He visto cómo cuidas tu
casa. Proteges a tus hijas, rechazas a los hombres, pides los
préstamos, echas a los pedigüeños. Te ulceras por un pedazo de
pan, tramas y matas y lo justificas. Te mueres de inteligencia, y
eres buena, y desde los tobillos hasta tan alta tu frente te devora
el orgullo, tan despacio, pero implacable como tú.
Eres la protagonista de
una historia atroz, eres una matanza con arsénico, eres una musa de
Tarantino, eres Scarlett O'Hara y la tierra roja de Tara.
Y yo soy igual. Yo el
conde de Albrit, tú la condesa. Somos más orgullosos que buenos.
Somos un hombre y una mujer excepcionales, los que luchamos por el
pan pero no por el amor. Somos los que no toleramos un desprecio, los
que no nos rebajamos, los que morimos de pie. Hay algo de placentero
en el desprecio de los que nos hacen daño, y eso nos une.
Pero eso mismo nos
separa. El orgullo.

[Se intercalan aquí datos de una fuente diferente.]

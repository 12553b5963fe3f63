//! Shared test utilities for zenoss-cli integration tests.
//!
//! Invariants / Assumptions:
//! - Commands built here never read a local `.env` or the host's `ZENOSS_*` variables.

use assert_cmd::Command;

#[allow(dead_code)]
pub const API_KEY: &str = "test-api-key";

/// Returns a hermetic `zenoss-cli` command with no configuration set.
pub fn zenoss_cmd_unconfigured() -> Command {
    let mut cmd = assert_cmd::cargo::cargo_bin_cmd!("zenoss-cli");

    cmd.env("DOTENV_DISABLED", "1");

    cmd.env_remove("ZENOSS_HOSTNAME")
        .env_remove("ZENOSS_API_KEY")
        .env_remove("ZENOSS_USERNAME")
        .env_remove("ZENOSS_PASSWORD")
        .env_remove("ZENOSS_TIMEOUT")
        .env_remove("ZENOSS_PROFILE")
        .env_remove("ZENOSS_CONFIG_PATH")
        .env_remove("ZENOSS_OTLP_ENDPOINT")
        .env_remove("ZENOSS_METRICS_BIND")
        .env_remove("RUST_LOG");

    cmd
}

/// Returns a hermetic `zenoss-cli` command authenticated with an API key.
#[allow(dead_code)]
pub fn zenoss_cmd_with_hostname(hostname: &str) -> Command {
    let mut cmd = zenoss_cmd_unconfigured();
    cmd.env("ZENOSS_HOSTNAME", hostname);
    cmd.env("ZENOSS_API_KEY", API_KEY);
    cmd
}
//! Configuration loader for environment variables and files.
//!
//! Responsibilities:
//! - Load configuration from `.env` files, environment variables, and JSON profile files.
//! - Provide a builder-pattern `ConfigLoader` for hierarchical configuration merging.
//! - Enforce `DOTENV_DISABLED` gate to prevent accidental dotenv loading in tests.
//!
//! Does NOT handle:
//! - Writing profile files back to disk.
//! - Applying credentials to HTTP requests (see the client crate).
//!
//! Invariants / Assumptions:
//! - Later sources override earlier ones; callers apply profile, then env, then explicit values.
//! - `load_dotenv()` must be called explicitly to enable `.env` file loading.
//! - The `DOTENV_DISABLED` variable is checked before `dotenvy::dotenv()` is called.

mod builder;
mod env;
mod error;
mod profile;

pub use builder::ConfigLoader;
pub use env::env_var_or_none;
pub use error::ConfigError;

#[cfg(test)]
mod tests;
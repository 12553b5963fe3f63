//! Configuration management for the Zenoss client.
//!
//! This crate provides the [`ConfigProvider`] abstraction the client reads its
//! settings through, the [`Credential`] union, and a loader that assembles a
//! [`Config`] from `.env` files, environment variables, JSON profile files and
//! explicit overrides.

pub mod constants;
mod loader;
mod provider;
pub mod types;

pub use loader::{ConfigError, ConfigLoader, env_var_or_none};
pub use provider::ConfigProvider;
pub use types::{
    Config, ConnectionConfig, Credential, ProfileConfig, ProfileFile, base_url_from_hostname,
};
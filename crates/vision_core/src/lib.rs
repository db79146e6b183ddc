//! vision_core: shared segmentation interfaces and overlay drawing.

pub mod interfaces;
pub mod overlay;

pub mod prelude {
    pub use crate::interfaces::*;
    pub use crate::overlay::*;
}
pub mod common;
pub mod config;
pub mod gpu;

pub use common::{DataPathsArgs, DataPathsOpts};
pub use config::{expand_path, ConfigError, RunConfig, CONFIG_ENV_VAR, DEFAULT_CONFIG_NAME};
pub use gpu::{log_gpu_status, platform_probe, GpuProbe, GpuStatus};
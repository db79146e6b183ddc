use std::path::PathBuf;
use thiserror::Error;

pub type ModelResult<T> = Result<T, ModelError>;

#[derive(Debug, Error)]
pub enum ModelError {
    #[error("io error at {path}: {source}")]
    Io {
        path: PathBuf,
        #[source]
        source: std::io::Error,
    },
    #[error("backbone manifest {path} is not valid: {source}")]
    Manifest {
        path: PathBuf,
        #[source]
        source: serde_json::Error,
    },
    #[error("backbone bundle tag mismatch: expected {expected:?}, found {found:?}")]
    TagMismatch { expected: String, found: String },
    #[error("backbone bundle does not export tensor {name:?}")]
    MissingTensor { name: String },
    #[error("weight record {path}: {msg}")]
    Record { path: PathBuf, msg: String },
    #[error("input {height}x{width} is not divisible by the backbone stride {factor}")]
    InputShape {
        height: usize,
        width: usize,
        factor: usize,
    },
}
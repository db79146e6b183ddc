//! FCN-8 decoder: 1x1 class projections, learned upsampling, additive skips.

use crate::error::{ModelError, ModelResult};
use crate::vgg::{Vgg16Config, VggEndpoints};
use burn::module::Module;
use burn::nn::conv::{Conv2d, Conv2dConfig, ConvTranspose2d, ConvTranspose2dConfig};
use burn::nn::Initializer;
use burn::tensor::backend::Backend;
use burn::tensor::Tensor;
use serde::{Deserialize, Serialize};

/// Total stride of the backbone at `layer7_out`.
pub const DOWNSAMPLE_FACTOR: usize = 32;

/// Height and width must both be multiples of [`DOWNSAMPLE_FACTOR`] for the
/// decoder output to line up with the input.
pub fn check_input_shape(height: usize, width: usize) -> ModelResult<()> {
    if height == 0
        || width == 0
        || height % DOWNSAMPLE_FACTOR != 0
        || width % DOWNSAMPLE_FACTOR != 0
    {
        return Err(ModelError::InputShape {
            height,
            width,
            factor: DOWNSAMPLE_FACTOR,
        });
    }
    Ok(())
}

#[derive(Debug, Clone, PartialEq, Serialize, Deserialize)]
pub struct FcnDecoderConfig {
    pub num_classes: usize,
    pub layer3_channels: usize,
    pub layer4_channels: usize,
    pub layer7_channels: usize,
    /// Weight of the L2 penalty on decoder kernels.
    pub l2_scale: f64,
    /// Std-dev of the normal kernel initializer.
    pub init_std: f64,
}

impl Default for FcnDecoderConfig {
    fn default() -> Self {
        Self::from_backbone(&Vgg16Config::default(), 2)
    }
}

impl FcnDecoderConfig {
    pub fn from_backbone(backbone: &Vgg16Config, num_classes: usize) -> Self {
        Self {
            num_classes,
            layer3_channels: backbone.layer3_channels(),
            layer4_channels: backbone.layer4_channels(),
            layer7_channels: backbone.layer7_channels(),
            l2_scale: 1e-3,
            init_std: 0.01,
        }
    }

    pub fn init<B: Backend>(&self, device: &B::Device) -> FcnDecoder<B> {
        FcnDecoder::new(self, device)
    }
}

#[derive(Debug, Module)]
pub struct FcnDecoder<B: Backend> {
    score7: Conv2d<B>,
    up7: ConvTranspose2d<B>,
    score4: Conv2d<B>,
    up4: ConvTranspose2d<B>,
    score3: Conv2d<B>,
    up8: ConvTranspose2d<B>,
    num_classes: usize,
    l2_scale: f64,
}

impl<B: Backend> FcnDecoder<B> {
    pub fn new(cfg: &FcnDecoderConfig, device: &B::Device) -> Self {
        let nc = cfg.num_classes;
        let init = Initializer::Normal {
            mean: 0.0,
            std: cfg.init_std,
        };
        let project = |c_in: usize| {
            Conv2dConfig::new([c_in, nc], [1, 1])
                .with_initializer(init.clone())
                .init(device)
        };
        // kernel 4 / stride 2 / padding 1 doubles H and W exactly.
        let up2 = || {
            ConvTranspose2dConfig::new([nc, nc], [4, 4])
                .with_stride([2, 2])
                .with_padding([1, 1])
                .with_initializer(init.clone())
                .init(device)
        };

        Self {
            score7: project(cfg.layer7_channels),
            up7: up2(),
            score4: project(cfg.layer4_channels),
            up4: up2(),
            score3: project(cfg.layer3_channels),
            // kernel 16 / stride 8 / padding 4 scales by exactly 8.
            up8: ConvTranspose2dConfig::new([nc, nc], [16, 16])
                .with_stride([8, 8])
                .with_padding([4, 4])
                .with_initializer(init.clone())
                .init(device),
            num_classes: nc,
            l2_scale: cfg.l2_scale,
        }
    }

    pub fn num_classes(&self) -> usize {
        self.num_classes
    }

    /// Class scores `[N, num_classes, H, W]` at input resolution.
    pub fn forward(
        &self,
        layer3_out: Tensor<B, 4>,
        layer4_out: Tensor<B, 4>,
        layer7_out: Tensor<B, 4>,
    ) -> Tensor<B, 4> {
        let x = self.score7.forward(layer7_out);
        let x = self.up7.forward(x) + self.score4.forward(layer4_out);
        let x = self.up4.forward(x) + self.score3.forward(layer3_out);
        self.up8.forward(x)
    }

    pub fn forward_endpoints(&self, endpoints: VggEndpoints<B>) -> Tensor<B, 4> {
        self.forward(
            endpoints.layer3_out,
            endpoints.layer4_out,
            endpoints.layer7_out,
        )
    }

    /// `l2_scale * sum(w^2) / 2` over every decoder kernel.
    pub fn regularization_loss(&self) -> Tensor<B, 1> {
        let device = self.score7.weight.val().device();
        let kernels = [
            self.score7.weight.val(),
            self.up7.weight.val(),
            self.score4.weight.val(),
            self.up4.weight.val(),
            self.score3.weight.val(),
            self.up8.weight.val(),
        ];
        let total = kernels
            .into_iter()
            .fold(Tensor::zeros([1], &device), |acc, w| acc + (w.clone() * w).sum());
        total.mul_scalar(self.l2_scale / 2.0)
    }
}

La soledad es para los dos un común placer, pero
su disfrute no puede ser compartido por soledad. Mi casa y los míos,
tu casa y tus hijas, tu ajuar, tu tierra roja. Eso es lo que nos da
nuestra fuerza. Sé que nos queremos tanto que no estamos hechos el
uno para el otro.
Y casi diría, querida, que me importa un bledo.